___ Record extracts ___

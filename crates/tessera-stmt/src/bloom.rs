//! Bloom filters over key prefixes.
//!
//! A filter keeps one bloom per key prefix length, so partial-key lookups
//! (first N parts) can be answered as well as full-key ones. Prefix hashes
//! chain: the hash of part `i` is seeded with the hash of parts `0..i`.

use crate::key;
use crate::key_def::KeyDef;
use crate::msgpack;
use crate::stmt::Stmt;
use bloomfilter::Bloom;
use tessera_common::{Result, TesseraError};
use xxhash_rust::xxh3::xxh3_64_with_seed;

/// A statement together with the multikey index it is indexed under.
#[derive(Debug, Clone, Copy)]
pub struct StmtEntry<'a> {
    pub stmt: &'a Stmt,
    pub multikey_idx: Option<u32>,
}

impl<'a> StmtEntry<'a> {
    pub fn new(stmt: &'a Stmt) -> Self {
        Self {
            stmt,
            multikey_idx: None,
        }
    }

    pub fn multikey(stmt: &'a Stmt, idx: u32) -> Self {
        Self {
            stmt,
            multikey_idx: Some(idx),
        }
    }
}

/// Calls `f` with the hash of every key prefix, shortest first.
fn for_each_prefix_hash(key: &[u8], part_count: u32, mut f: impl FnMut(usize, u64)) -> Result<()> {
    let mut cursor = key;
    let mut hash = 0u64;
    for i in 0..part_count as usize {
        let span = msgpack::value_span(cursor)?;
        hash = xxh3_64_with_seed(&cursor[..span], hash);
        f(i, hash);
        cursor = &cursor[span..];
    }
    Ok(())
}

/// Collects key prefix hashes while a run is written.
#[derive(Debug, Clone)]
pub struct TupleBloomBuilder {
    levels: Vec<Vec<u64>>,
}

impl TupleBloomBuilder {
    /// Creates a builder for keys of up to `part_count` parts.
    pub fn new(part_count: u32) -> Self {
        Self {
            levels: vec![Vec::new(); part_count as usize],
        }
    }

    /// Adds a key given as its parts (a key array without its header).
    ///
    /// Consecutive duplicates are stored once, so sorted input stays compact.
    pub fn add_key(&mut self, key: &[u8], part_count: u32) -> Result<()> {
        let depth = part_count.min(self.levels.len() as u32);
        let levels = &mut self.levels;
        for_each_prefix_hash(key, depth, |i, hash| {
            if levels[i].last() != Some(&hash) {
                levels[i].push(hash);
            }
        })
    }

    /// Number of distinct full-key hashes collected.
    pub fn len(&self) -> usize {
        self.levels.last().map_or(0, |l| l.len())
    }

    pub fn is_empty(&self) -> bool {
        self.len() == 0
    }

    /// Builds the filter with the target false positive rate.
    pub fn build(self, fpr: f64) -> Result<TupleBloom> {
        let mut levels = Vec::with_capacity(self.levels.len());
        for hashes in self.levels {
            let mut bloom = Bloom::new_for_fp_rate(hashes.len().max(1), fpr)
                .map_err(|e| TesseraError::ConfigError(e.to_string()))?;
            for hash in &hashes {
                bloom.set(hash);
            }
            levels.push(bloom);
        }
        Ok(TupleBloom { levels })
    }
}

/// Immutable per-prefix bloom filter of one run.
pub struct TupleBloom {
    levels: Vec<Bloom<u64>>,
}

impl TupleBloom {
    /// Returns false only if no key with this prefix was added.
    pub fn maybe_has_key(&self, key: &[u8], part_count: u32) -> Result<bool> {
        let depth = part_count.min(self.levels.len() as u32);
        if depth == 0 {
            return Ok(true);
        }
        let mut last = 0;
        for_each_prefix_hash(key, depth, |_, hash| last = hash)?;
        Ok(self.levels[depth as usize - 1].check(&last))
    }

    pub fn part_count(&self) -> u32 {
        self.levels.len() as u32
    }
}

impl std::fmt::Debug for TupleBloom {
    fn fmt(&self, f: &mut std::fmt::Formatter<'_>) -> std::fmt::Result {
        f.debug_struct("TupleBloom")
            .field("part_count", &self.part_count())
            .finish()
    }
}

/// Runs `f` over the key parts of `entry`: the payload of a key statement,
/// or the extracted key of a full statement.
fn with_entry_key<T>(entry: StmtEntry<'_>, key_def: &KeyDef, f: impl FnOnce(&[u8], u32) -> Result<T>) -> Result<T> {
    if entry.stmt.is_key() {
        let mut data = entry.stmt.view().data();
        let part_count = msgpack::decode_array_len(&mut data)?;
        return f(data, part_count);
    }
    let mut buf = Vec::new();
    key::extract_key_into(&mut buf, entry.stmt, key_def, entry.multikey_idx)?;
    let mut data = &buf[..];
    let part_count = msgpack::decode_array_len(&mut data)?;
    f(data, part_count)
}

/// Adds `entry` to `builder`.
pub fn bloom_builder_add(builder: &mut TupleBloomBuilder, entry: StmtEntry<'_>, key_def: &KeyDef) -> Result<()> {
    with_entry_key(entry, key_def, |key, part_count| builder.add_key(key, part_count))
}

/// Probes `bloom` with `entry`.
pub fn bloom_maybe_has(bloom: &TupleBloom, entry: StmtEntry<'_>, key_def: &KeyDef) -> Result<bool> {
    with_entry_key(entry, key_def, |key, part_count| bloom.maybe_has_key(key, part_count))
}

___

Brief: Each entry above needs to be retyped exactly.

Problem solution:
filename crates/tessera-stmt/src/bloom.rs
//! Bloom filters over key prefixes.
//!
//! A filter keeps one bloom per key prefix length, so partial-key lookups
//! (first N parts) can be answered as well as full-key ones. Prefix hashes
//! chain: the hash of part `i` is seeded with the hash of parts `0..i`.

use crate::key;
use crate::key_def::KeyDef;
use crate::msgpack;
use crate::stmt::Stmt;
use bloomfilter::Bloom;
use tessera_common::{Result, TesseraError};
use xxhash_rust::xxh3::xxh3_64_with_seed;

/// A statement together with the multikey index it is indexed under.
#[derive(Debug, Clone, Copy)]
pub struct StmtEntry<'a> {
    pub stmt: &'a Stmt,
    pub multikey_idx: Option<u32>,
}

impl<'a> StmtEntry<'a> {
    pub fn new(stmt: &'a Stmt) -> Self {
        Self {
            stmt,
            multikey_idx: None,
        }
    }

    pub fn multikey(stmt: &'a Stmt, idx: u32) -> Self {
        Self {
            stmt,
            multikey_idx: Some(idx),
        }
    }
}

/// Calls `f` with the hash of every key prefix, shortest first.
fn for_each_prefix_hash(key: &[u8], part_count: u32, mut f: impl FnMut(usize, u64)) -> Result<()> {
    let mut cursor = key;
    let mut hash = 0u64;
    for i in 0..part_count as usize {
        let span = msgpack::value_span(cursor)?;
        hash = xxh3_64_with_seed(&cursor[..span], hash);
        f(i, hash);
        cursor = &cursor[span..];
    }
    Ok(())
}

/// Collects key prefix hashes while a run is written.
#[derive(Debug, Clone)]
pub struct TupleBloomBuilder {
    levels: Vec<Vec<u64>>,
}

impl TupleBloomBuilder {
    /// Creates a builder for keys of up to `part_count` parts.
    pub fn new(part_count: u32) -> Self {
        Self {
            levels: vec![Vec::new(); part_count as usize],
        }
    }

    /// Adds a key given as its parts (a key array without its header).
    ///
    /// Consecutive duplicates are stored once, so sorted input stays compact.
    pub fn add_key(&mut self, key: &[u8], part_count: u32) -> Result<()> {
        let depth = part_count.min(self.levels.len() as u32);
        let levels = &mut self.levels;
        for_each_prefix_hash(key, depth, |i, hash| {
            if levels[i].last() != Some(&hash) {
                levels[i].push(hash);
            }
        })
    }

    /// Number of distinct full-key hashes collected.
    pub fn len(&self) -> usize {
        self.levels.last().map_or(0, |l| l.len())
    }

    pub fn is_empty(&self) -> bool {
        self.len() == 0
    }

    /// Builds the filter with the target false positive rate.
    pub fn build(self, fpr: f64) -> Result<TupleBloom> {
        let mut levels = Vec::with_capacity(self.levels.len());
        for hashes in self.levels {
            let mut bloom = Bloom::new_for_fp_rate(hashes.len().max(1), fpr)
                .map_err(|e| TesseraError::ConfigError(e.to_string()))?;
            for hash in &hashes {
                bloom.set(hash);
            }
            levels.push(bloom);
        }
        Ok(TupleBloom { levels })
    }
}

/// Immutable per-prefix bloom filter of one run.
pub struct TupleBloom {
    levels: Vec<Bloom<u64>>,
}

impl TupleBloom {
    /// Returns false only if no key with this prefix was added.
    pub fn maybe_has_key(&self, key: &[u8], part_count: u32) -> Result<bool> {
        let depth = part_count.min(self.levels.len() as u32);
        if depth == 0 {
            return Ok(true);
        }
        let mut last = 0;
        for_each_prefix_hash(key, depth, |_, hash| last = hash)?;
        Ok(self.levels[depth as usize - 1].check(&last))
    }

    pub fn part_count(&self) -> u32 {
        self.levels.len() as u32
    }
}

impl std::fmt::Debug for TupleBloom {
    fn fmt(&self, f: &mut std::fmt::Formatter<'_>) -> std::fmt::Result {
        f.debug_struct("TupleBloom")
            .field("part_count", &self.part_count())
            .finish()
    }
}

/// Runs `f` over the key parts of `entry`: the payload of a key statement,
/// or the extracted key of a full statement.
fn with_entry_key<T>(entry: StmtEntry<'_>, key_def: &KeyDef, f: impl FnOnce(&[u8], u32) -> Result<T>) -> Result<T> {
    if entry.stmt.is_key() {
        let mut data = entry.stmt.view().data();
        let part_count = msgpack::decode_array_len(&mut data)?;
        return f(data, part_count);
    }
    let mut buf = Vec::new();
    key::extract_key_into(&mut buf, entry.stmt, key_def, entry.multikey_idx)?;
    let mut data = &buf[..];
    let part_count = msgpack::decode_array_len(&mut data)?;
    f(data, part_count)
}

/// Adds `entry` to `builder`.
pub fn bloom_builder_add(builder: &mut TupleBloomBuilder, entry: StmtEntry<'_>, key_def: &KeyDef) -> Result<()> {
    with_entry_key(entry, key_def, |key, part_count| builder.add_key(key, part_count))
}

/// Probes `bloom` with `entry`.
pub fn bloom_maybe_has(bloom: &TupleBloom, entry: StmtEntry<'_>, key_def: &KeyDef) -> Result<bool> {
    with_entry_key(entry, key_def, |key, part_count| bloom.maybe_has_key(key, part_count))
}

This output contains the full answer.